Golfers are obsessed with distance, especially off the tee. Manufacturers feed off that obsession by producing drivers that go farther, including many with stock shafts at 45.5 inches or even longer in some cases.
However, as we saw last year from two notable US PGA Tour players, longer driver shafts aren’t always the answer. Jimmy Walker and Rickie Fowler turned to shorter shafts in their Titleist and Cobra drivers, respectively, and the results paid off.
Walker (above), who cut two inches off his Titleist 917D2 driver, increased his fairways hit by more than 17 percent. Fowler, meanwhile, shaved an inch off his Cobra F7+ driver at the Honda Classic and improved his accuracy by nearly 9 percent year over year.

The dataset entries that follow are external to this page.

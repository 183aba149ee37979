use crate::components::imports::*;
use crate::controllers::register::{self, Hint, RegisterField, RegisterForm};

pub struct Register {
    services: Services,
    form: RegisterForm,
    submitting: bool,
}

pub enum Msg {
    Field(RegisterField),
    TogglePassword,
    ToggleConfirmPassword,
    Submit,
    Submitted(Outcome<Route>),
}

fn hint_view(hint: Option<Hint>) -> Html {
    match hint {
        None => html! {},
        Some(Hint { ok, text }) => {
            let color = if ok { "rgb(46 160 67)" } else { "rgb(248 83 20)" };
            html! {
                <small class={css!("color: ${color};", color = color)}>{ text }</small>
            }
        }
    }
}

impl Register {
    fn password_input(
        &self,
        ctx: &Context<Self>,
        placeholder: &'static str,
        value: &str,
        shown: bool,
        field: fn(String) -> RegisterField,
        toggle: fn() -> Msg,
    ) -> Html {
        let oninput = ctx
            .link()
            .callback(move |event: InputEvent| Msg::Field(field(input_value(&event))));
        let onclick = ctx.link().callback(move |_: MouseEvent| toggle());

        html! {
            <div class={css!("display: flex; gap: 6px;")}>
                <input
                    type={ if shown { "text" } else { "password" } }
                    {placeholder}
                    value={value.to_owned()}
                    {oninput}
                    required=true
                />
                <button type="button" {onclick}>{ if shown { "Hide" } else { "Show" } }</button>
            </div>
        }
    }
}

impl Component for Register {
    type Message = Msg;
    type Properties = ();

    fn create(ctx: &Context<Self>) -> Self {
        Self {
            services: ctx.link().services(),
            form: RegisterForm::default(),
            submitting: false,
        }
    }

    fn update(&mut self, ctx: &Context<Self>, msg: Self::Message) -> bool {
        match msg {
            Msg::Field(field) => self.form.apply(field),
            Msg::TogglePassword => self.form.toggle_password(),
            Msg::ToggleConfirmPassword => self.form.toggle_confirm_password(),
            Msg::Submit => {
                if self.submitting {
                    return false;
                }
                self.submitting = true;

                let services = self.services.clone();
                let form = self.form.clone();
                ctx.link().send_future(async move {
                    Msg::Submitted(register::submit(&services, &form).await)
                });
            }
            Msg::Submitted(outcome) => {
                self.submitting = false;

                if let Outcome::Done(route) = outcome {
                    navigate(ctx, &route);
                }
            }
        }
        true
    }

    fn view(&self, ctx: &Context<Self>) -> Html {
        console::log!("drawing Register");

        let form = &self.form;

        let onsubmit = ctx.link().callback(|event: SubmitEvent| {
            event.prevent_default();
            Msg::Submit
        });
        let on_username = ctx
            .link()
            .callback(|event: InputEvent| Msg::Field(RegisterField::Username(input_value(&event))));
        let on_email = ctx
            .link()
            .callback(|event: InputEvent| Msg::Field(RegisterField::Email(input_value(&event))));

        let card = css! {"
            display: flex;
            flex-direction: column;
            gap: 12px;
            width: 360px;
            margin: 10vh auto;
        "};

        html! {
            <div class={card}>
                <h2>{ "Admin Registration" }</h2>
                <form {onsubmit} class={css!("display: flex; flex-direction: column; gap: 12px;")}>
                    <input type="text" placeholder="Username" value={form.username.clone()} oninput={on_username} required=true/>
                    <input type="email" placeholder="Email" value={form.email.clone()} oninput={on_email} required=true/>

                    { self.password_input(ctx, "Password", &form.password, form.show_password, RegisterField::Password, || Msg::TogglePassword) }
                    { hint_view(form.password_hint()) }

                    { self.password_input(ctx, "Confirm Password", &form.confirm_password, form.show_confirm_password, RegisterField::ConfirmPassword, || Msg::ToggleConfirmPassword) }
                    { hint_view(form.match_hint()) }

                    <button type="submit" disabled={self.submitting}>
                        { if self.submitting { "Registering..." } else { "Register" } }
                    </button>
                </form>
                <p>
                    { "Already have an account? " }
                    <Link<Route> to={Route::Login}>{ "Login" }</Link<Route>>
                </p>
            </div>
        }
    }
}
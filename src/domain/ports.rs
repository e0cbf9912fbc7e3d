use crate::domain::model::{ProductId, ProductRecord, StockRecord};
use crate::utils::error::Result;
use async_trait::async_trait;

/// Read-only availability lookup.
#[async_trait]
pub trait StockOracle: Send + Sync {
    async fn get_stock(&self, product_id: ProductId) -> Result<StockRecord>;
}

/// Read-only product metadata lookup.
#[async_trait]
pub trait CatalogOracle: Send + Sync {
    async fn get_product(&self, product_id: ProductId) -> Result<ProductRecord>;
}

/// Durable key-value storage. `read` yields `None` when the key was never written.
pub trait Storage: Send + Sync {
    fn read(&self, key: &str) -> impl std::future::Future<Output = Result<Option<Vec<u8>>>> + Send;
    fn write(&self, key: &str, data: &[u8]) -> impl std::future::Future<Output = Result<()>> + Send;
}

/// One-way sink for shopper-facing failure messages.
pub trait Notifier: Send + Sync {
    fn notify(&self, message: &str);
}

pub trait ConfigProvider: Send + Sync {
    fn api_base_url(&self) -> &str;
    fn storage_path(&self) -> &str;
    fn cart_key(&self) -> &str;
    fn timeout_seconds(&self) -> u64;
}
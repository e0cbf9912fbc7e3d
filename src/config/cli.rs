use crate::config::toml_config::TomlConfig;
use crate::domain::model::ProductId;
use crate::utils::error::Result;
use clap::{Parser, Subcommand};
use std::path::PathBuf;

#[derive(Debug, Clone, Parser)]
#[command(name = "cart-store")]
#[command(about = "Manage a storefront shopping cart against the stock service")]
pub struct CliConfig {
    #[arg(long, help = "TOML configuration file")]
    pub config: Option<PathBuf>,

    #[arg(long, help = "Base URL of the product/stock API")]
    pub api_base_url: Option<String>,

    #[arg(long, help = "Directory holding the persisted cart")]
    pub storage_path: Option<String>,

    #[arg(long, help = "Storage key for the persisted cart")]
    pub cart_key: Option<String>,

    #[arg(long, help = "Per-query timeout in seconds")]
    pub timeout_seconds: Option<u64>,

    #[arg(long, help = "Enable verbose output")]
    pub verbose: bool,

    #[arg(long, help = "Emit logs as JSON lines")]
    pub json_logs: bool,

    #[command(subcommand)]
    pub command: CartCommand,
}

#[derive(Debug, Clone, PartialEq, Eq, Subcommand)]
pub enum CartCommand {
    /// Add one unit of a product
    Add { product_id: ProductId },
    /// Remove a product from the cart
    Remove { product_id: ProductId },
    /// Set a product's quantity
    Update {
        product_id: ProductId,
        #[arg(allow_negative_numbers = true)]
        amount: i64,
    },
    /// Raise a product's quantity by one
    Increment { product_id: ProductId },
    /// Lower a product's quantity by one
    Decrement { product_id: ProductId },
    /// Show the cart
    List,
}

impl CliConfig {
    /// File settings (or defaults) with command-line flags layered on top.
    pub fn resolve(&self) -> Result<TomlConfig> {
        let mut config = match &self.config {
            Some(path) => TomlConfig::from_file(path)?,
            None => TomlConfig::default(),
        };

        if let Some(base_url) = &self.api_base_url {
            config.api.base_url = base_url.clone();
        }
        if let Some(path) = &self.storage_path {
            config.storage.path = path.clone();
        }
        if let Some(key) = &self.cart_key {
            config.storage.cart_key = key.clone();
        }
        if let Some(timeout) = self.timeout_seconds {
            config.api.timeout_seconds = timeout;
        }

        Ok(config)
    }
}
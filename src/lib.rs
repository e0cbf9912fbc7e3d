pub mod adapters;
pub mod app;
pub mod config;
pub mod core;
pub mod domain;
pub mod utils;

#[cfg(feature = "cli")]
pub use config::{CartCommand, CliConfig};

pub use adapters::http::HttpStoreApi;
pub use adapters::notifier::{RecordingNotifier, SilentNotifier, TracingNotifier};
pub use adapters::storage::{LocalStorage, MemoryStorage};
pub use config::TomlConfig;
pub use core::cart_store::CartStore;
pub use core::persistence::CartPersistence;
pub use domain::model::{CartLineItem, CartOutcome, ProductId, UpdateProductAmount};
pub use utils::error::{CartError, Result};
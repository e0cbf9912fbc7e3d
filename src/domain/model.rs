use serde::{Deserialize, Serialize};

pub type ProductId = u64;

/// One product entry in the cart. Field names follow the storefront's stored format.
#[derive(Debug, Clone, PartialEq, Serialize, Deserialize)]
pub struct CartLineItem {
    #[serde(rename = "id")]
    pub product_id: ProductId,
    pub title: String,
    pub price: f64,
    #[serde(rename = "image")]
    pub image_ref: String,
    #[serde(rename = "amount")]
    pub quantity: u32,
}

impl CartLineItem {
    pub fn from_product(product: ProductRecord, quantity: u32) -> Self {
        Self {
            product_id: product.product_id,
            title: product.title,
            price: product.price,
            image_ref: product.image_ref,
            quantity,
        }
    }

    pub fn subtotal(&self) -> f64 {
        self.price * f64::from(self.quantity)
    }
}

/// Snapshot of availability; never cached beyond the query that produced it.
#[derive(Debug, Clone, Copy, PartialEq, Eq)]
pub struct StockRecord {
    pub product_id: ProductId,
    pub available_quantity: i64,
}

#[derive(Debug, Clone, PartialEq, Serialize, Deserialize)]
pub struct ProductRecord {
    #[serde(rename = "id")]
    pub product_id: ProductId,
    pub title: String,
    pub price: f64,
    #[serde(rename = "image")]
    pub image_ref: String,
}

/// Target quantity for a line-item. `amount` may be zero or negative, which is a no-op.
#[derive(Debug, Clone, Copy, PartialEq, Eq)]
pub struct UpdateProductAmount {
    pub product_id: ProductId,
    pub amount: i64,
}

/// What a successful cart operation did.
#[derive(Debug, Clone, Copy, PartialEq, Eq)]
pub enum CartOutcome {
    /// The cart changed and was written to the persistence sink.
    Updated,
    /// Nothing to do; no stock query, write or notification happened.
    Unchanged,
}

#[cfg(test)]
mod tests {
    use super::*;

    #[test]
    fn test_line_item_uses_storefront_field_names() {
        let item = CartLineItem {
            product_id: 7,
            title: "Tênis".to_string(),
            price: 139.9,
            image_ref: "https://img/7.jpg".to_string(),
            quantity: 3,
        };

        let json = serde_json::to_value(&item).unwrap();
        assert_eq!(json["id"], 7);
        assert_eq!(json["amount"], 3);
        assert_eq!(json["image"], "https://img/7.jpg");
    }

    #[test]
    fn test_subtotal() {
        let item = CartLineItem {
            product_id: 1,
            title: "Sock".to_string(),
            price: 2.5,
            image_ref: String::new(),
            quantity: 4,
        };
        assert_eq!(item.subtotal(), 10.0);
    }
}
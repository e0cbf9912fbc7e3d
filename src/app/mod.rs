// Application wiring: builds a cart store from configuration.

use crate::adapters::http::HttpStoreApi;
use crate::adapters::storage::LocalStorage;
use crate::core::cart_store::CartStore;
use crate::core::persistence::CartPersistence;
use crate::core::{ConfigProvider, Notifier};
use crate::utils::error::Result;
use std::sync::Arc;
use std::time::Duration;

/// Cart persisted on the local filesystem, with both oracles served by the storefront API.
pub async fn open_local_store<C: ConfigProvider>(
    config: &C,
    notifier: Arc<dyn Notifier>,
) -> Result<CartStore<LocalStorage>> {
    let api = Arc::new(HttpStoreApi::from_config(config)?);
    let persistence = CartPersistence::with_key(
        LocalStorage::new(config.storage_path()),
        config.cart_key(),
    );

    tracing::debug!(
        "Opening cart '{}' in {} against {}",
        config.cart_key(),
        config.storage_path(),
        api.base_url()
    );

    let store = CartStore::open(persistence, api.clone(), api, notifier).await?;
    Ok(store.with_query_timeout(Duration::from_secs(config.timeout_seconds())))
}
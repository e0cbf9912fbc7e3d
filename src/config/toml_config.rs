use crate::core::persistence::DEFAULT_CART_KEY;
use crate::core::ConfigProvider;
use crate::utils::error::{CartError, Result};
use crate::utils::logger::LOG_LEVELS;
use crate::utils::validation::{self, Validate};
use regex::Regex;
use serde::{Deserialize, Serialize};
use std::path::Path;

pub const DEFAULT_API_BASE_URL: &str = "http://localhost:3333";
pub const DEFAULT_STORAGE_PATH: &str = "./data";
pub const DEFAULT_TIMEOUT_SECONDS: u64 = 10;
pub const MAX_TIMEOUT_SECONDS: u64 = 300;

#[derive(Debug, Clone, Default, Serialize, Deserialize)]
pub struct TomlConfig {
    #[serde(default)]
    pub api: ApiConfig,
    #[serde(default)]
    pub storage: StorageConfig,
    pub logging: Option<LoggingConfig>,
}

#[derive(Debug, Clone, Serialize, Deserialize)]
pub struct ApiConfig {
    #[serde(default = "default_base_url")]
    pub base_url: String,
    #[serde(default = "default_timeout_seconds")]
    pub timeout_seconds: u64,
}

impl Default for ApiConfig {
    fn default() -> Self {
        Self {
            base_url: default_base_url(),
            timeout_seconds: default_timeout_seconds(),
        }
    }
}

#[derive(Debug, Clone, Serialize, Deserialize)]
pub struct StorageConfig {
    #[serde(default = "default_storage_path")]
    pub path: String,
    #[serde(default = "default_cart_key")]
    pub cart_key: String,
}

impl Default for StorageConfig {
    fn default() -> Self {
        Self {
            path: default_storage_path(),
            cart_key: default_cart_key(),
        }
    }
}

#[derive(Debug, Clone, Default, Serialize, Deserialize)]
pub struct LoggingConfig {
    pub level: Option<String>,
    pub json: Option<bool>,
}

fn default_base_url() -> String {
    DEFAULT_API_BASE_URL.to_string()
}

fn default_timeout_seconds() -> u64 {
    DEFAULT_TIMEOUT_SECONDS
}

fn default_storage_path() -> String {
    DEFAULT_STORAGE_PATH.to_string()
}

fn default_cart_key() -> String {
    DEFAULT_CART_KEY.to_string()
}

impl TomlConfig {
    pub fn from_file<P: AsRef<Path>>(path: P) -> Result<Self> {
        let content = std::fs::read_to_string(&path)?;
        Self::from_toml_str(&content)
    }

    pub fn from_toml_str(content: &str) -> Result<Self> {
        let processed_content = Self::substitute_env_vars(content)?;

        toml::from_str(&processed_content).map_err(|e| CartError::ConfigValidationError {
            field: "toml_parsing".to_string(),
            message: format!("TOML parsing error: {}", e),
        })
    }

    /// Replaces `${VAR}` with the environment value; unknown variables are left as written.
    fn substitute_env_vars(content: &str) -> Result<String> {
        let re = Regex::new(r"\$\{([^}]+)\}").map_err(|e| CartError::ConfigValidationError {
            field: "env_substitution".to_string(),
            message: e.to_string(),
        })?;

        let result = re.replace_all(content, |caps: &regex::Captures| {
            let var_name = &caps[1];
            std::env::var(var_name).unwrap_or_else(|_| format!("${{{}}}", var_name))
        });

        Ok(result.to_string())
    }

    pub fn json_logs(&self) -> bool {
        self.logging.as_ref().and_then(|l| l.json).unwrap_or(false)
    }

    pub fn log_level(&self) -> Option<&str> {
        self.logging.as_ref().and_then(|l| l.level.as_deref())
    }
}

impl ConfigProvider for TomlConfig {
    fn api_base_url(&self) -> &str {
        &self.api.base_url
    }

    fn storage_path(&self) -> &str {
        &self.storage.path
    }

    fn cart_key(&self) -> &str {
        &self.storage.cart_key
    }

    fn timeout_seconds(&self) -> u64 {
        self.api.timeout_seconds
    }
}

impl Validate for TomlConfig {
    fn validate(&self) -> Result<()> {
        validation::validate_url("api.base_url", &self.api.base_url)?;
        validation::validate_range(
            "api.timeout_seconds",
            self.api.timeout_seconds,
            1,
            MAX_TIMEOUT_SECONDS,
        )?;
        validation::validate_path("storage.path", &self.storage.path)?;
        validation::validate_non_empty_string("storage.cart_key", &self.storage.cart_key)?;
        if let Some(level) = self.log_level() {
            if !LOG_LEVELS.contains(&level) {
                return Err(CartError::InvalidConfigValueError {
                    field: "logging.level".to_string(),
                    value: level.to_string(),
                    reason: format!("Valid levels: {}", LOG_LEVELS.join(", ")),
                });
            }
        }
        Ok(())
    }
}
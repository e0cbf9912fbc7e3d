pub mod cart_store;
pub mod persistence;
pub mod single_flight;

pub use crate::domain::model::{CartLineItem, CartOutcome, ProductId, UpdateProductAmount};
pub use crate::domain::ports::{CatalogOracle, ConfigProvider, Notifier, StockOracle, Storage};
pub use crate::utils::error::Result;
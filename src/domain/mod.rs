// Domain layer: cart models and the ports the cart store talks through.

pub mod model;
pub mod ports;
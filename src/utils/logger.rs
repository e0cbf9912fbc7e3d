use tracing_subscriber::{layer::SubscriberExt, util::SubscriberInitExt, EnvFilter};

pub const LOG_LEVELS: [&str; 5] = ["trace", "debug", "info", "warn", "error"];

/// Filter directive when `RUST_LOG` is unset. `--verbose` wins over a configured level.
pub fn default_directive(verbose: bool, level: Option<&str>) -> String {
    if verbose {
        return "cart_store=debug,info".to_string();
    }
    format!("cart_store={}", level.unwrap_or("info"))
}

fn default_filter(verbose: bool, level: Option<&str>) -> EnvFilter {
    EnvFilter::try_from_default_env()
        .unwrap_or_else(|_| EnvFilter::new(default_directive(verbose, level)))
}

pub fn init_cli_logger(verbose: bool, level: Option<&str>) {
    tracing_subscriber::registry()
        .with(default_filter(verbose, level))
        .with(
            tracing_subscriber::fmt::layer()
                .with_target(false)
                .with_thread_ids(false)
                .with_file(false)
                .with_line_number(false)
                .compact(),
        )
        .init();
}

/// JSON lines, for running under a log collector.
pub fn init_json_logger(verbose: bool, level: Option<&str>) {
    tracing_subscriber::registry()
        .with(default_filter(verbose, level))
        .with(
            tracing_subscriber::fmt::layer()
                .with_target(false)
                .with_thread_ids(false)
                .with_file(false)
                .with_line_number(false)
                .json(),
        )
        .init();
}

pub fn init_logger(verbose: bool, json: bool, level: Option<&str>) {
    if json {
        init_json_logger(verbose, level);
    } else {
        init_cli_logger(verbose, level);
    }
}

#[cfg(test)]
mod tests {
    use super::*;

    #[test]
    fn test_default_directive() {
        assert_eq!(default_directive(false, None), "cart_store=info");
        assert_eq!(default_directive(false, Some("warn")), "cart_store=warn");
        assert_eq!(default_directive(false, Some("error")), "cart_store=error");
        assert_eq!(default_directive(true, Some("error")), "cart_store=debug,info");
    }
}
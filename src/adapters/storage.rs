use crate::core::Storage;
use crate::utils::error::Result;
use std::collections::HashMap;
use std::io::ErrorKind;
use std::path::{Path, PathBuf};
use std::sync::Arc;
use tokio::sync::Mutex;

/// One file per key under a base directory.
#[derive(Debug, Clone)]
pub struct LocalStorage {
    base_path: PathBuf,
}

impl LocalStorage {
    pub fn new(base_path: impl Into<PathBuf>) -> Self {
        Self {
            base_path: base_path.into(),
        }
    }

    pub fn base_path(&self) -> &Path {
        &self.base_path
    }
}

impl Storage for LocalStorage {
    async fn read(&self, key: &str) -> Result<Option<Vec<u8>>> {
        let full_path = self.base_path.join(key);
        match tokio::fs::read(&full_path).await {
            Ok(data) => Ok(Some(data)),
            Err(e) if e.kind() == ErrorKind::NotFound => Ok(None),
            Err(e) => Err(e.into()),
        }
    }

    async fn write(&self, key: &str, data: &[u8]) -> Result<()> {
        let full_path = self.base_path.join(key);

        if let Some(parent) = full_path.parent() {
            tokio::fs::create_dir_all(parent).await?;
        }

        tokio::fs::write(full_path, data).await?;
        Ok(())
    }
}

/// Process-local storage; clones share the same map.
#[derive(Debug, Clone, Default)]
pub struct MemoryStorage {
    entries: Arc<Mutex<HashMap<String, Vec<u8>>>>,
}

impl MemoryStorage {
    pub fn new() -> Self {
        Self::default()
    }

    pub async fn get(&self, key: &str) -> Option<Vec<u8>> {
        self.entries.lock().await.get(key).cloned()
    }

    pub async fn put(&self, key: &str, data: Vec<u8>) {
        self.entries.lock().await.insert(key.to_string(), data);
    }
}

impl Storage for MemoryStorage {
    async fn read(&self, key: &str) -> Result<Option<Vec<u8>>> {
        Ok(self.get(key).await)
    }

    async fn write(&self, key: &str, data: &[u8]) -> Result<()> {
        self.put(key, data.to_vec()).await;
        Ok(())
    }
}
//! Integration tests
//!
//! End-to-end flows across the page runtime, the worker and the SQLite stores.

pub mod bootstrap_test;
pub mod cache_test;
pub mod components_test;
pub mod offline_replay_test;
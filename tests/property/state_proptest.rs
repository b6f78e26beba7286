//! Property-based tests for the state store

use fuelq::client::StateStore;
use proptest::prelude::*;
use serde_json::json;

const KEYS: [&str; 4] = ["theme.current", "user.name", "cart.items", "navigation.active_path"];

proptest! {
    #[test]
    fn test_history_keeps_most_recent_changes(
        writes in prop::collection::vec((0..KEYS.len(), any::<i32>()), 0..120),
        capacity in 1usize..60,
    ) {
        let store = StateStore::new(capacity);
        for (key, value) in &writes {
            store.set(KEYS[*key], json!(value), false);
        }

        let history = store.history();
        prop_assert_eq!(history.len(), writes.len().min(capacity));

        let expected: Vec<&str> = writes[writes.len() - history.len()..]
            .iter()
            .map(|(key, _)| KEYS[*key])
            .collect();
        let recorded: Vec<&str> = history.iter().map(|entry| entry.key.as_str()).collect();
        prop_assert_eq!(recorded, expected);
    }

    #[test]
    fn test_undo_everything_restores_empty_state(
        writes in prop::collection::vec((0..KEYS.len(), any::<i32>()), 0..50),
    ) {
        let store = StateStore::new(50);
        for (key, value) in &writes {
            store.set(KEYS[*key], json!(value), true);
        }

        for _ in 0..writes.len() {
            prop_assert!(store.undo().is_some());
        }

        prop_assert!(store.undo().is_none());
        prop_assert!(store.snapshot().state.is_empty());
    }

    #[test]
    fn test_get_returns_last_write(
        writes in prop::collection::vec((0..KEYS.len(), any::<i32>()), 1..40),
    ) {
        let store = StateStore::default();
        for (key, value) in &writes {
            store.set(KEYS[*key], json!(value), false);
        }

        for (index, key) in KEYS.iter().enumerate() {
            let last = writes.iter().rev().find(|(k, _)| *k == index).map(|(_, v)| json!(v));
            prop_assert_eq!(store.get(key), last);
        }
    }
}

“I’ll tell you what, it feels pretty good to step up there with 43.5 inches,” said Fowler at the Honda, which he won. “[It] doesn’t start offline very much and doesn’t move much from there … I may be giving up a little bit of distance, but still, I was able to get it plenty far out there.” Indeed, Fowler’s driving distance was only a yard shorter than the year before.
For everyday golfers the benefit could possibly be increased accuracy and distance. Since everyday players are not as skilled as tour pros, a shorter driver shaft could lead to more confidence and finding the centre of the face more often.
And since everyday players tend to hit the ball lower than tour pros, finding the fairway instead of the rough could yield additional yards of roll. More fairways and more yards? Might just be worth a try.